Exercise:
Exactly the lines below from the one with "pub struct TemplateEngine" up to and including the one with "fill the gaps." make up the answer, with nothing else added.

Material provided:
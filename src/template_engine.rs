use anyhow::Result;
use std::path::PathBuf;
use std::sync::Mutex;
use tera::Tera;

pub const MARKER_POPUP: &str = "popup.html";
pub const LOOKUP_POPUP: &str = "lookup_popup.html";

const BUILTIN_TEMPLATES: &[(&str, &str)] = &[
    (
        MARKER_POPUP,
        r#"<div class="poi-popup"><h3>{{ name }}</h3><p>Category: {{ category }}</p><p>Country: {{ country }}</p></div>"#,
    ),
    (
        LOOKUP_POPUP,
        r#"<div class="poi-popup"><h3>{{ query }}</h3><p>{{ formatted_address }}</p></div>"#,
    ),
];

pub struct TemplateEngine {
    tera: Mutex<Tera>,
    base_path: PathBuf,
}

impl std::fmt::Debug for TemplateEngine {
    fn fmt(&self, f: &mut std::fmt::Formatter<'_>) -> std::fmt::Result {
        f.debug_struct("TemplateEngine").field("base_path", &self.base_path).finish_non_exhaustive()
    }
}

impl TemplateEngine {
    /// Loads `*.html` overrides from `base_path`; built-in popups fill the gaps.
    pub fn new(base_path: PathBuf) -> Result<Self> {
        let mut tera = if base_path.exists() {
            let pattern = format!("{}/**/*.html", base_path.to_string_lossy());
            match Tera::new(&pattern) {
                Ok(t) => t,
                Err(e) => {
                    // An empty template directory is fine, the built-ins cover it
                    if e.to_string().contains("no templates found") || e.to_string().contains("match any files") {
                        Tera::default()
                    } else {
                        return Err(e.into());
                    }
                }
            }
        } else {
            Tera::default()
        };

        let loaded: Vec<String> = tera.get_template_names().map(str::to_string).collect();
        for (name, source) in BUILTIN_TEMPLATES {
            if !loaded.iter().any(|l| l == name) {
                tera.add_raw_template(name, source)?;
            }
        }
        tera.autoescape_on(vec![".html"]);

        Ok(Self {
            tera: Mutex::new(tera),
            base_path,
        })
    }

    pub fn builtin() -> Result<Self> {
        Self::new(PathBuf::new())
    }

    pub fn render(&self, template_name: &str, context: &tera::Context) -> Result<String> {
        let tera = self.tera.lock().unwrap_or_else(|poisoned| poisoned.into_inner());
        tera.render(template_name, context).map_err(|e| {
            let loaded = tera.get_template_names().collect::<Vec<_>>();
            anyhow::anyhow!("Tera Render Error: {}. Requested: '{}'. Loaded: {:?}", e, template_name, loaded)
        })
    }
}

Reply to the exercise:
pub struct TemplateEngine {
    tera: Mutex<Tera>,
    base_path: PathBuf,
}

impl std::fmt::Debug for TemplateEngine {
    fn fmt(&self, f: &mut std::fmt::Formatter<'_>) -> std::fmt::Result {
        f.debug_struct("TemplateEngine").field("base_path", &self.base_path).finish_non_exhaustive()
    }
}

impl TemplateEngine {
    /// Loads `*.html` overrides from `base_path`; built-in popups fill the gaps.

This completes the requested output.